By Nikolai M. Dronin; Edward G. Bellinger | Go to book overview

CHAPTER 5
The collectivization of Soviet agriculture
(1929–1940)

In contrast with the previous decade, this period saw a very centralized, autocratic development of the economy. During the 1930s, a Socialist economic system was being constructed, the first in the world. This new system was characterized by the priority it gave to the development of heavy industry, its extremely centralized management, the drafting of detailed five-year plans for all industrial and agricultural branches, strong administrative control over the realization of these plans, and the rapid mobilization of massive human and material resources when needed for the most important Soviet projects. Simultaneously, the actual performance of the Soviet economy became more difficult for outsiders to interpret as Soviet statistics were increasingly distorted.

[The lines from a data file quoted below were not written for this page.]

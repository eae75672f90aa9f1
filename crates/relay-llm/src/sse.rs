//! Incremental parser for `text/event-stream` payloads.

/// One parsed server-sent event.
#[derive(Clone, Debug, Default, PartialEq, Eq)]
pub struct SseEvent {
    pub event: Option<String>,
    pub data: String,
}

/// Chunk-at-a-time SSE parser.
///
/// Events are delimited by a blank line; a chunk may end mid-event, in which
/// case the remainder stays buffered until the next `push`.
#[derive(Debug, Default)]
pub struct SseParser {
    buffer: String,
}

impl SseParser {
    pub fn new() -> Self {
        Self::default()
    }

    pub fn push(&mut self, chunk: &str) -> Vec<SseEvent> {
        self.buffer.push_str(chunk);

        let mut events = Vec::new();
        while let Some((block_end, delimiter_len)) = next_event_boundary(&self.buffer) {
            let block: String = self.buffer.drain(..block_end + delimiter_len).collect();
            if let Some(event) = parse_event_block(&block[..block_end]) {
                events.push(event);
            }
        }
        events
    }
}

fn next_event_boundary(buffer: &str) -> Option<(usize, usize)> {
    let lf = buffer.find("\n\n").map(|at| (at, 2));
    let crlf = buffer.find("\r\n\r\n").map(|at| (at, 4));
    match (lf, crlf) {
        (Some(a), Some(b)) => Some(if a.0 < b.0 { a } else { b }),
        (found, None) | (None, found) => found,
    }
}

fn parse_event_block(block: &str) -> Option<SseEvent> {
    let mut event = SseEvent::default();
    for line in block.lines() {
        if line.is_empty() || line.starts_with(':') {
            continue;
        }
        let (field, value) = match line.split_once(':') {
            Some((field, value)) => (field, value.strip_prefix(' ').unwrap_or(value)),
            None => (line, ""),
        };
        match field {
            "event" => event.event = Some(value.to_string()),
            "data" => {
                if !event.data.is_empty() {
                    event.data.push('\n');
                }
                event.data.push_str(value);
            }
            _ => {}
        }
    }

    if event.event.is_none() && event.data.is_empty() {
        None
    } else {
        Some(event)
    }
}
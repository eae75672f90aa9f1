//! Adapter for OpenAI-compatible chat-completion endpoints.

use async_trait::async_trait;
use futures::StreamExt;
use std::collections::VecDeque;
use std::pin::Pin;

use crate::cancel::CancelToken;
use crate::client::{ChatClient, CompletionStream};
use crate::errors::ClientError;
use crate::sse::SseParser;
use crate::stream::{StreamEvent, ToolCallFragment};
use crate::types::{Completion, Message, Request, Role, ToolCall, Usage};

const DEFAULT_BASE_URL: &str = "https://api.openai.com/v1";

pub struct OpenAiCompatClient {
    http: reqwest::Client,
    base_url: String,
    api_key: String,
    default_model: String,
}

impl OpenAiCompatClient {
    pub fn new(
        base_url: impl Into<String>,
        api_key: impl Into<String>,
        default_model: impl Into<String>,
    ) -> Self {
        Self {
            http: reqwest::Client::new(),
            base_url: base_url.into().trim_end_matches('/').to_string(),
            api_key: api_key.into(),
            default_model: default_model.into(),
        }
    }

    /// Builds a client from `OPENAI_API_KEY`, `OPENAI_BASE_URL`, and
    /// `OPENAI_MODEL`. Returns `None` when no API key is configured.
    pub fn from_env() -> Option<Self> {
        let api_key = std::env::var("OPENAI_API_KEY").ok()?;
        let base_url =
            std::env::var("OPENAI_BASE_URL").unwrap_or_else(|_| DEFAULT_BASE_URL.to_string());
        let model = std::env::var("OPENAI_MODEL").unwrap_or_else(|_| "gpt-4o".to_string());
        Some(Self::new(base_url, api_key, model))
    }

    fn endpoint(&self) -> String {
        format!("{}/chat/completions", self.base_url)
    }

    fn body(&self, request: &Request, stream: bool) -> wire::ChatRequest {
        wire::ChatRequest {
            model: request
                .model
                .clone()
                .unwrap_or_else(|| self.default_model.clone()),
            messages: request.messages.iter().map(wire::message_out).collect(),
            tools: request.tools.iter().map(wire::tool_out).collect(),
            stream,
        }
    }

    async fn send(&self, body: &wire::ChatRequest) -> Result<reqwest::Response, ClientError> {
        let response = self
            .http
            .post(self.endpoint())
            .bearer_auth(&self.api_key)
            .json(body)
            .send()
            .await?;

        let status = response.status();
        if !status.is_success() {
            let message = response.text().await.unwrap_or_default();
            return Err(ClientError::Api {
                status: status.as_u16(),
                message,
            });
        }
        Ok(response)
    }
}

#[async_trait]
impl ChatClient for OpenAiCompatClient {
    fn name(&self) -> &str {
        "openai"
    }

    async fn complete(&self, request: Request) -> Result<Completion, ClientError> {
        let body = self.body(&request, false);
        let response: wire::ChatResponse = self.send(&body).await?.json().await?;
        let choice = response
            .choices
            .into_iter()
            .next()
            .ok_or_else(|| ClientError::Stream("response contained no choices".to_string()))?;

        Ok(Completion {
            message: wire::message_in(choice.message),
            usage: response.usage.map(wire::usage_in),
        })
    }

    async fn stream_complete(
        &self,
        request: Request,
        cancel: &CancelToken,
    ) -> Result<CompletionStream, ClientError> {
        let body = self.body(&request, true);
        let response = self.send(&body).await?;

        let state = StreamState {
            body: Box::pin(response.bytes_stream()),
            parser: SseParser::new(),
            pending: VecDeque::new(),
            done: false,
            cancel: cancel.clone(),
        };

        Ok(Box::pin(futures::stream::try_unfold(state, |mut state| async move {
            loop {
                if let Some(event) = state.pending.pop_front() {
                    return Ok(Some((event, state)));
                }
                if state.done || state.cancel.is_cancelled() {
                    return Ok(None);
                }

                let chunk = tokio::select! {
                    _ = state.cancel.cancelled() => return Ok(None),
                    chunk = state.body.next() => chunk,
                };

                match chunk {
                    None => state.done = true,
                    Some(Err(error)) => return Err(ClientError::Transport(error)),
                    Some(Ok(bytes)) => {
                        let text = String::from_utf8_lossy(&bytes);
                        for sse in state.parser.push(&text) {
                            if sse.data.trim() == "[DONE]" {
                                state.done = true;
                                break;
                            }
                            let chunk: wire::ChatChunk = serde_json::from_str(&sse.data)?;
                            state.pending.extend(wire::chunk_events(chunk));
                        }
                    }
                }
            }
        })))
    }
}

struct StreamState {
    body: Pin<Box<dyn futures::Stream<Item = reqwest::Result<bytes::Bytes>> + Send>>,
    parser: SseParser,
    pending: VecDeque<StreamEvent>,
    done: bool,
    cancel: CancelToken,
}

mod wire {
    use super::*;
    use serde::{Deserialize, Serialize};
    use serde_json::{Value, json};

    #[derive(Serialize)]
    pub struct ChatRequest {
        pub model: String,
        pub messages: Vec<WireMessage>,
        #[serde(skip_serializing_if = "Vec::is_empty")]
        pub tools: Vec<WireTool>,
        pub stream: bool,
    }

    #[derive(Serialize)]
    pub struct WireMessage {
        pub role: &'static str,
        #[serde(skip_serializing_if = "Option::is_none")]
        pub content: Option<Value>,
        #[serde(skip_serializing_if = "Vec::is_empty")]
        pub tool_calls: Vec<WireToolCall>,
        #[serde(skip_serializing_if = "Option::is_none")]
        pub tool_call_id: Option<String>,
    }

    #[derive(Serialize, Deserialize)]
    pub struct WireToolCall {
        pub id: String,
        #[serde(rename = "type")]
        pub kind: String,
        pub function: WireFunction,
    }

    #[derive(Serialize, Deserialize)]
    pub struct WireFunction {
        pub name: String,
        pub arguments: String,
    }

    #[derive(Serialize)]
    pub struct WireTool {
        #[serde(rename = "type")]
        pub kind: &'static str,
        pub function: Value,
    }

    #[derive(Deserialize)]
    pub struct ChatResponse {
        pub choices: Vec<Choice>,
        pub usage: Option<WireUsage>,
    }

    #[derive(Deserialize)]
    pub struct Choice {
        pub message: ResponseMessage,
    }

    #[derive(Deserialize)]
    pub struct ResponseMessage {
        pub content: Option<String>,
        #[serde(default)]
        pub tool_calls: Vec<WireToolCall>,
    }

    #[derive(Deserialize)]
    pub struct WireUsage {
        pub prompt_tokens: u64,
        pub completion_tokens: u64,
        pub total_tokens: u64,
    }

    #[derive(Deserialize)]
    pub struct ChatChunk {
        #[serde(default)]
        pub choices: Vec<ChunkChoice>,
        pub usage: Option<WireUsage>,
    }

    #[derive(Deserialize)]
    pub struct ChunkChoice {
        pub delta: Delta,
        pub finish_reason: Option<String>,
    }

    #[derive(Deserialize, Default)]
    pub struct Delta {
        pub content: Option<String>,
        #[serde(default)]
        pub tool_calls: Vec<DeltaToolCall>,
    }

    #[derive(Deserialize)]
    pub struct DeltaToolCall {
        pub index: usize,
        pub id: Option<String>,
        pub function: Option<DeltaFunction>,
    }

    #[derive(Deserialize, Default)]
    pub struct DeltaFunction {
        pub name: Option<String>,
        pub arguments: Option<String>,
    }

    fn role_out(role: Role) -> &'static str {
        match role {
            Role::System => "system",
            Role::User => "user",
            Role::Assistant => "assistant",
            Role::Tool => "tool",
        }
    }

    pub fn message_out(message: &Message) -> WireMessage {
        let content = if message.images.is_empty() {
            message.content.clone().map(Value::String)
        } else {
            let mut parts = Vec::new();
            if let Some(text) = &message.content {
                parts.push(json!({ "type": "text", "text": text }));
            }
            for url in &message.images {
                parts.push(json!({ "type": "image_url", "image_url": { "url": url } }));
            }
            Some(Value::Array(parts))
        };

        WireMessage {
            role: role_out(message.role),
            content,
            tool_calls: message
                .tool_calls
                .iter()
                .map(|call| WireToolCall {
                    id: call.id.clone(),
                    kind: "function".to_string(),
                    function: WireFunction {
                        name: call.name.clone(),
                        arguments: call.arguments.clone(),
                    },
                })
                .collect(),
            tool_call_id: message.tool_call_id.clone(),
        }
    }

    pub fn message_in(message: ResponseMessage) -> Message {
        Message::assistant_with_tool_calls(
            message.content,
            message
                .tool_calls
                .into_iter()
                .map(|call| ToolCall {
                    id: call.id,
                    name: call.function.name,
                    arguments: call.function.arguments,
                })
                .collect(),
        )
    }

    pub fn tool_out(schema: &crate::types::ToolSchema) -> WireTool {
        WireTool {
            kind: "function",
            function: json!({
                "name": schema.name,
                "description": schema.description,
                "parameters": schema.parameters,
            }),
        }
    }

    pub fn usage_in(usage: WireUsage) -> Usage {
        Usage {
            input_tokens: usage.prompt_tokens,
            output_tokens: usage.completion_tokens,
            total_tokens: usage.total_tokens,
        }
    }

    pub fn chunk_events(chunk: ChatChunk) -> Vec<StreamEvent> {
        let usage = chunk.usage.map(usage_in);
        let mut events = Vec::new();
        let mut finished = false;

        for choice in chunk.choices {
            if let Some(content) = choice.delta.content {
                if !content.is_empty() {
                    events.push(StreamEvent::TextDelta(content));
                }
            }
            for call in choice.delta.tool_calls {
                let function = call.function.unwrap_or_default();
                events.push(StreamEvent::ToolCallDelta(ToolCallFragment {
                    index: call.index,
                    id: call.id,
                    name: function.name,
                    arguments: function.arguments.unwrap_or_default(),
                }));
            }
            if choice.finish_reason.is_some() {
                finished = true;
            }
        }

        if finished {
            events.push(StreamEvent::Finish { usage });
        }
        events
    }
}

#[cfg(test)]
mod tests {
    use super::*;

    #[test]
    fn chunk_with_tool_call_delta_expected_fragment_event() {
        let chunk: wire::ChatChunk = serde_json::from_str(
            r#"{"choices":[{"delta":{"tool_calls":[{"index":0,"id":"call-1","function":{"name":"run_sql","arguments":"{\"sq"}}]},"finish_reason":null}]}"#,
        )
        .expect("chunk should parse");

        let events = wire::chunk_events(chunk);
        assert_eq!(events.len(), 1);
        match &events[0] {
            StreamEvent::ToolCallDelta(fragment) => {
                assert_eq!(fragment.index, 0);
                assert_eq!(fragment.id.as_deref(), Some("call-1"));
                assert_eq!(fragment.name.as_deref(), Some("run_sql"));
                assert_eq!(fragment.arguments, "{\"sq");
            }
            other => panic!("unexpected event: {other:?}"),
        }
    }

    #[test]
    fn chunk_with_finish_reason_expected_finish_event() {
        let chunk: wire::ChatChunk = serde_json::from_str(
            r#"{"choices":[{"delta":{"content":"done"},"finish_reason":"stop"}],"usage":{"prompt_tokens":5,"completion_tokens":1,"total_tokens":6}}"#,
        )
        .expect("chunk should parse");

        let events = wire::chunk_events(chunk);
        assert_eq!(events.len(), 2);
        assert_eq!(events[0], StreamEvent::TextDelta("done".to_string()));
        match &events[1] {
            StreamEvent::Finish { usage } => {
                assert_eq!(usage.as_ref().expect("usage should be set").total_tokens, 6);
            }
            other => panic!("unexpected event: {other:?}"),
        }
    }

    #[test]
    fn user_message_with_images_serializes_as_content_parts() {
        let message = Message::user_with_images(
            "describe this",
            vec!["https://example.com/a.png".to_string()],
        );
        let encoded =
            serde_json::to_value(wire::message_out(&message)).expect("should serialize");
        let parts = encoded["content"].as_array().expect("content should be parts");
        assert_eq!(parts.len(), 2);
        assert_eq!(parts[1]["image_url"]["url"], "https://example.com/a.png");
    }
}
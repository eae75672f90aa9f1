#![allow(dead_code)]

use std::collections::VecDeque;
use std::sync::{Arc, Mutex};

use async_trait::async_trait;
use relay_agent::{
    AgentLoop, LoopConfig, RegisteredTool, StaticPromptBuilder, StaticToolRegistry, ToolError,
    ToolExecutor, ToolRegistry,
};
use relay_llm::{
    CancelToken, ChatClient, ClientError, Completion, CompletionStream, Request, StreamAccumulator,
    StreamEvent, ToolCallFragment, ToolSchema,
};
use relay_store::MemoryChatStore;
use relay_tasks::TaskManager;
use serde_json::json;

#[derive(Clone, Debug)]
pub enum ScriptAction {
    Delta(String),
    Fragment(ToolCallFragment),
    Finish,
}

pub fn delta(text: &str) -> ScriptAction {
    ScriptAction::Delta(text.to_string())
}

pub fn text_script(text: &str) -> Vec<ScriptAction> {
    vec![delta(text), ScriptAction::Finish]
}

pub fn tool_call_script(id: &str, name: &str, args: &str) -> Vec<ScriptAction> {
    vec![
        ScriptAction::Fragment(ToolCallFragment {
            index: 0,
            id: Some(id.to_string()),
            name: Some(name.to_string()),
            arguments: args.to_string(),
        }),
        ScriptAction::Finish,
    ]
}

/// Chat client that replays queued scripts, one per model round.
pub struct ScriptClient {
    scripts: Mutex<VecDeque<Vec<ScriptAction>>>,
}

impl ScriptClient {
    pub fn new(scripts: Vec<Vec<ScriptAction>>) -> Arc<Self> {
        Arc::new(Self {
            scripts: Mutex::new(VecDeque::from(scripts)),
        })
    }
}

#[async_trait]
impl ChatClient for ScriptClient {
    fn name(&self) -> &str {
        "script"
    }

    async fn complete(&self, request: Request) -> Result<Completion, ClientError> {
        let mut stream = self.stream_complete(request, &CancelToken::new()).await?;
        let mut accumulator = StreamAccumulator::new();
        use futures::StreamExt;
        while let Some(event) = stream.next().await {
            accumulator.push(&event?);
        }
        Ok(accumulator.finish())
    }

    async fn stream_complete(
        &self,
        _request: Request,
        _cancel: &CancelToken,
    ) -> Result<CompletionStream, ClientError> {
        let script = self
            .scripts
            .lock()
            .expect("scripts mutex")
            .pop_front()
            .ok_or_else(|| ClientError::Configuration("no script queued".to_string()))?;

        let events: Vec<Result<StreamEvent, ClientError>> = script
            .into_iter()
            .map(|action| {
                Ok(match action {
                    ScriptAction::Delta(text) => StreamEvent::TextDelta(text),
                    ScriptAction::Fragment(fragment) => StreamEvent::ToolCallDelta(fragment),
                    ScriptAction::Finish => StreamEvent::Finish { usage: None },
                })
            })
            .collect();
        Ok(Box::pin(futures::stream::iter(events)))
    }
}

/// Client whose stream never produces events; runs against it sit in the
/// model call until cancelled.
pub struct StallingClient;

#[async_trait]
impl ChatClient for StallingClient {
    fn name(&self) -> &str {
        "stalling"
    }

    async fn complete(&self, _request: Request) -> Result<Completion, ClientError> {
        Err(ClientError::Configuration(
            "stalling client has no completions".to_string(),
        ))
    }

    async fn stream_complete(
        &self,
        _request: Request,
        _cancel: &CancelToken,
    ) -> Result<CompletionStream, ClientError> {
        Ok(Box::pin(futures::stream::pending()))
    }
}

pub fn failing_registry(name: &str) -> Arc<StaticToolRegistry> {
    let mut registry = StaticToolRegistry::new();
    let executor: ToolExecutor =
        Arc::new(|_args| Box::pin(async { Err(ToolError::Execution("kaboom".to_string())) }));
    registry.register(RegisteredTool {
        schema: ToolSchema {
            name: name.to_string(),
            description: "always fails".to_string(),
            parameters: json!({ "type": "object", "properties": {} }),
        },
        executor,
    });
    Arc::new(registry)
}

pub fn manager_with(
    store: Arc<MemoryChatStore>,
    client: Arc<dyn ChatClient>,
    tools: Arc<dyn ToolRegistry>,
) -> TaskManager {
    let agent = AgentLoop::new(
        store.clone(),
        client,
        tools,
        Arc::new(StaticPromptBuilder::new("You are relay.")),
        LoopConfig::default(),
    );
    TaskManager::new(store, agent)
}

pub fn empty_registry() -> Arc<StaticToolRegistry> {
    Arc::new(StaticToolRegistry::new())
}
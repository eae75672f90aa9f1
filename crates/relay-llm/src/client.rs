use std::pin::Pin;

use async_trait::async_trait;
use futures::Stream;

use crate::cancel::CancelToken;
use crate::errors::ClientError;
use crate::stream::StreamEvent;
use crate::types::{Completion, Request};

pub type CompletionStream = Pin<Box<dyn Stream<Item = Result<StreamEvent, ClientError>> + Send>>;

/// Chat-completion provider contract.
///
/// `stream_complete` takes the run's cancel token so implementations can stop
/// producing events once cancellation fires; callers still race the stream
/// against the token themselves, so honoring it here is an optimization, not
/// a correctness requirement.
#[async_trait]
pub trait ChatClient: Send + Sync {
    fn name(&self) -> &str;

    async fn complete(&self, request: Request) -> Result<Completion, ClientError>;

    async fn stream_complete(
        &self,
        request: Request,
        cancel: &CancelToken,
    ) -> Result<CompletionStream, ClientError>;
}
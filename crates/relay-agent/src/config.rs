use serde::{Deserialize, Serialize};

/// Runtime configuration for an agent-loop instance.
#[derive(Clone, Debug, PartialEq)]
pub struct LoopConfig {
    pub model: Option<String>,
    /// Upper bound on model rounds per run; a runaway tool loop fails the
    /// run instead of spinning forever.
    pub max_rounds: usize,
    pub eviction: EvictionConfig,
}

impl Default for LoopConfig {
    fn default() -> Self {
        Self {
            model: None,
            max_rounds: 50,
            eviction: EvictionConfig::default(),
        }
    }
}

/// How a tool result is condensed into its one-line summary.
#[derive(Clone, Copy, Debug, PartialEq, Eq, Serialize, Deserialize)]
#[serde(rename_all = "snake_case")]
pub enum Summarizer {
    /// Row count plus truncated query text.
    Sql,
    /// Truncated URL of the produced media.
    Media,
    /// Fixed confirmation line for pure side-effect tools.
    SideEffect,
    /// `name: truncated-result`.
    Generic,
}

/// One row of the eviction policy table. `pattern` is an exact tool name or
/// a trailing-`*` prefix; the first matching row wins.
#[derive(Clone, Debug, PartialEq, Serialize, Deserialize)]
pub struct PolicyRule {
    pub pattern: String,
    pub retention: u32,
    pub summarizer: Summarizer,
}

impl PolicyRule {
    pub fn new(pattern: impl Into<String>, retention: u32, summarizer: Summarizer) -> Self {
        Self {
            pattern: pattern.into(),
            retention,
            summarizer,
        }
    }

    pub fn matches(&self, tool_name: &str) -> bool {
        match self.pattern.strip_suffix('*') {
            Some(prefix) => tool_name.starts_with(prefix),
            None => tool_name == self.pattern,
        }
    }
}

#[derive(Clone, Debug, PartialEq)]
pub struct EvictionConfig {
    /// Results shorter than this are never worth compressing.
    pub min_result_len: usize,
    /// Rounds a result survives when no policy rule matches its tool.
    pub default_retention: u32,
    /// Characters of result/query/URL text kept inside a summary.
    pub summary_limit: usize,
    pub rules: Vec<PolicyRule>,
}

impl Default for EvictionConfig {
    fn default() -> Self {
        Self {
            min_result_len: 200,
            default_retention: 3,
            summary_limit: 120,
            rules: default_policy_rules(),
        }
    }
}

impl EvictionConfig {
    /// Retention and summary shape for a tool, from the first matching rule.
    pub fn policy_for(&self, tool_name: &str) -> (u32, Summarizer) {
        for rule in &self.rules {
            if rule.matches(tool_name) {
                return (rule.retention, rule.summarizer);
            }
        }
        (self.default_retention, Summarizer::Generic)
    }
}

pub fn default_policy_rules() -> Vec<PolicyRule> {
    vec![
        PolicyRule::new("run_sql", 10, Summarizer::Sql),
        PolicyRule::new("query_*", 10, Summarizer::Sql),
        PolicyRule::new("generate_*", 10, Summarizer::Media),
        PolicyRule::new("create_*", 0, Summarizer::SideEffect),
        PolicyRule::new("update_*", 0, Summarizer::SideEffect),
        PolicyRule::new("delete_*", 0, Summarizer::SideEffect),
    ]
}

On the eve of World War II the country became richer due to its accelerated industrialization, but the majority of the Soviet people still lived in villages and found themselves poorer and consuming less than in the 1920s.


5.1. Major developments in agriculture

There were two major stages in the development of Soviet agriculture in the 1930s: a very short stage during which the NEP was demolished; and a longer stage which saw the accelerated construction of the Soviet system of collectivized agriculture. During two years, 1928 and 1929, the use of coercion by the state replaced the market mechanism of the NEP. The “emergency measures” of the state grain procurement plan at the beginning of 1928 became a permanent feature of the new system. From the beginning of 1930, the forcible collectivization of agriculture strengthened state control over agricultural output.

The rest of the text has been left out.